The signs of the times point to a closer affiliation of colleges and medical schools, which will be equally advantageous to both. Five years ago nearly all the medical schools in this country were two-year schools. Now nearly all have the three-year courses and a few four, and the new Pennsylvania law requires four years of study, of which three shall be in a medical school. This movement in the direction of a more thorough education means that the medical schools desire to offer a curriculum worthy to attract the best educated men. Moreover, the medical schools are endeavoring to adjust their courses so that they will be the natural continuation of the college courses. Without sacrificing the symmetry and completeness of the college curriculum or abridging the studies for the medical degree, their aim is so to adjust the two that they shall be linked together as one complete whole. Thus many of the medical schools are considering what means

can be adopted to draw into affiliation with them the colleges and college men in preference to others. The larger development of the Jefferson Medical College, of the medical departments of Harvard University, of the University of Michigan, of the University of Pennsylvania, and of Johns Hopkins, are evidences of the same wish to win the college men to a medical career. The union of the College of Physicians and Surgeons with Columbia College as its medical department, and the projected absorption of one or more of the Chicago medical schools into the University of Chicago show the same tendency. Moreover, the colleges are looking equally toward the medical schools, as I have pointed out, by the establishment of courses which will naturally lead up to medicine. In Brown University the same movement is actively taking shape through the Brown University Medical Association, and in several universities with medical departments similar steps have already been taken. It is a movement full of promise.
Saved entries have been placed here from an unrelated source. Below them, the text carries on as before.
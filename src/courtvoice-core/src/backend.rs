//! Audio backend abstractions.
//!
//! The engine never touches the network or audio hardware directly; it talks
//! to these traits so tests can inject fakes. Real implementations live in
//! [`crate::elevenlabs`], [`crate::kokoro`], and [`crate::playback`].

use async_trait::async_trait;
use std::sync::Arc;
use std::sync::atomic::{AtomicBool, Ordering};
use tokio::sync::oneshot;

use crate::error::SpeechError;
use crate::voice::VoiceIdentity;

/// Audio-production strategy selected for one session. Chosen once at
/// session start; never changes mid-session.
#[derive(Debug, Clone, Copy, PartialEq, Eq)]
pub enum Backend {
    /// Remote synthesis succeeded; playing its audio.
    Remote,
    /// Local synthesis is producing the audio.
    Native,
    /// No audio path available; the highlight schedule alone drives the turn.
    Silent,
}

/// Opaque synthesized audio payload (MP3 bytes from the backend).
#[derive(Debug, Clone)]
pub struct AudioClip {
    bytes: Vec<u8>,
}

impl AudioClip {
    pub fn new(bytes: Vec<u8>) -> Self {
        Self { bytes }
    }

    pub fn bytes(&self) -> &[u8] {
        &self.bytes
    }

    pub fn is_empty(&self) -> bool {
        self.bytes.is_empty()
    }

    pub fn len(&self) -> usize {
        self.bytes.len()
    }
}

/// How one playback attempt ended.
#[derive(Debug, Clone, PartialEq, Eq)]
pub enum PlaybackOutcome {
    /// Audio ran to its natural end.
    Finished,
    /// Stopped through the handle before finishing.
    Stopped,
    /// Playback started but failed partway through.
    Failed(String),
}

/// Caller side of one playback attempt: a stop control plus the awaitable
/// outcome. Stopping is synchronous and idempotent.
pub struct PlaybackHandle {
    stop: Arc<AtomicBool>,
    pub(crate) outcome: oneshot::Receiver<PlaybackOutcome>,
}

/// Producer side handed to whatever thread or task drives the audio. It must
/// poll [`PlaybackDriver::should_stop`] and call [`PlaybackDriver::finish`]
/// exactly once on every exit path.
pub struct PlaybackDriver {
    stop: Arc<AtomicBool>,
    outcome: Option<oneshot::Sender<PlaybackOutcome>>,
}

impl PlaybackHandle {
    pub fn channel() -> (PlaybackHandle, PlaybackDriver) {
        let stop = Arc::new(AtomicBool::new(false));
        let (tx, rx) = oneshot::channel();
        (
            PlaybackHandle {
                stop: Arc::clone(&stop),
                outcome: rx,
            },
            PlaybackDriver {
                stop,
                outcome: Some(tx),
            },
        )
    }

    /// Request the audio stop. Safe to call from any thread, any number of
    /// times; the driver reports [`PlaybackOutcome::Stopped`] once it notices.
    pub fn stop(&self) {
        self.stop.store(true, Ordering::SeqCst);
    }

    /// Detached stop control usable after the handle itself is consumed.
    pub fn stopper(&self) -> PlaybackStopper {
        PlaybackStopper {
            stop: Arc::clone(&self.stop),
        }
    }

    /// Wait for the playback outcome. A dropped driver counts as a failure.
    pub async fn finished(self) -> PlaybackOutcome {
        self.outcome
            .await
            .unwrap_or_else(|_| PlaybackOutcome::Failed("playback driver dropped".to_string()))
    }
}

/// Cloneable stop control detached from a [`PlaybackHandle`].
#[derive(Clone)]
pub struct PlaybackStopper {
    stop: Arc<AtomicBool>,
}

impl PlaybackStopper {
    pub fn stop(&self) {
        self.stop.store(true, Ordering::SeqCst);
    }
}

impl PlaybackDriver {
    pub fn should_stop(&self) -> bool {
        self.stop.load(Ordering::SeqCst)
    }

    /// Report the outcome. The receiver may already be gone (session torn
    /// down); that is not an error.
    pub fn finish(mut self, outcome: PlaybackOutcome) {
        if let Some(tx) = self.outcome.take() {
            let _ = tx.send(outcome);
        }
    }
}

/// Remote text-to-speech endpoint. Single attempt, no retries; any failure
/// makes the engine degrade to the next backend.
#[async_trait]
pub trait RemoteSynthesizer: Send + Sync {
    async fn synthesize(
        &self,
        text: &str,
        voice: VoiceIdentity,
    ) -> Result<AudioClip, SpeechError>;
}

/// Parameters for one local synthesis run.
#[derive(Debug, Clone)]
pub struct NativeSpeechRequest {
    pub text: String,
    pub voice: VoiceIdentity,
    pub rate: f32,
    pub pitch: f32,
}

/// Platform-local speech synthesis. Availability can vary by runtime
/// environment, so the engine checks before speaking.
pub trait NativeSynthesizer: Send + Sync {
    fn is_available(&self) -> bool;

    fn speak(&self, request: NativeSpeechRequest) -> Result<PlaybackHandle, SpeechError>;
}

/// Plays an opaque audio clip to the speakers.
pub trait AudioPlayer: Send + Sync {
    fn play(&self, clip: AudioClip) -> Result<PlaybackHandle, SpeechError>;
}

/// Hook for counting the failures the fallback chain swallows. The chain is
/// deliberately silent toward the UI, so operators watching for a systemic
/// remote-synthesis outage need this side channel.
pub trait SynthesisObserver: Send + Sync {
    fn remote_synthesis_failed(&self, _reason: &str) {}

    fn native_synthesis_unavailable(&self) {}

    fn backend_selected(&self, _backend: Backend) {}
}

/// Default observer that reports through `tracing`.
pub struct LogObserver;

impl SynthesisObserver for LogObserver {
    fn remote_synthesis_failed(&self, reason: &str) {
        tracing::warn!(reason, "remote synthesis failed, degrading");
    }

    fn native_synthesis_unavailable(&self) {
        tracing::warn!("native synthesis unavailable, degrading to silent schedule");
    }

    fn backend_selected(&self, backend: Backend) {
        tracing::debug!(?backend, "playback backend selected");
    }
}

#[cfg(test)]
mod tests {
    use super::*;

    #[tokio::test]
    async fn test_playback_handle_reports_outcome() {
        let (handle, driver) = PlaybackHandle::channel();
        driver.finish(PlaybackOutcome::Finished);
        assert_eq!(handle.finished().await, PlaybackOutcome::Finished);
    }

    #[tokio::test]
    async fn test_stop_visible_to_driver() {
        let (handle, driver) = PlaybackHandle::channel();
        assert!(!driver.should_stop());
        handle.stop();
        handle.stop();
        assert!(driver.should_stop());
    }

    #[tokio::test]
    async fn test_stopper_outlives_handle() {
        let (handle, driver) = PlaybackHandle::channel();
        let stopper = handle.stopper();
        drop(handle);
        stopper.stop();
        assert!(driver.should_stop());
    }

    #[tokio::test]
    async fn test_dropped_driver_is_a_failure() {
        let (handle, driver) = PlaybackHandle::channel();
        drop(driver);
        match handle.finished().await {
            PlaybackOutcome::Failed(_) => {}
            other => panic!("expected failure, got {:?}", other),
        }
    }
}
If any of you look forward to medicine as a career you should view it from three different standpoints.

First, on its economic side. This is a matter of no little importance, for every man in this world must earn his living and also naturally looks forward to the support, not only of himself, but of his wife and children in the future. No one should expect in medicine to make a fortune. A few doctors do so, but they are the exception. But every man who enters medicine, if he will be faithful and honest in his work, and a fortiori the more intellectual college man, can be sure of a competence,-nay, more, can be sure that he will enjoy not only the reasonable reward of toil, but be able to lay up sufficient for his own old age and for his family.

Secondly, a much more elevating and attractive side is the philanthropic or humanitarian. The medicine of the future will be chiefly in the direction of that most philanthropic object, the prevention rather than the cure of disease.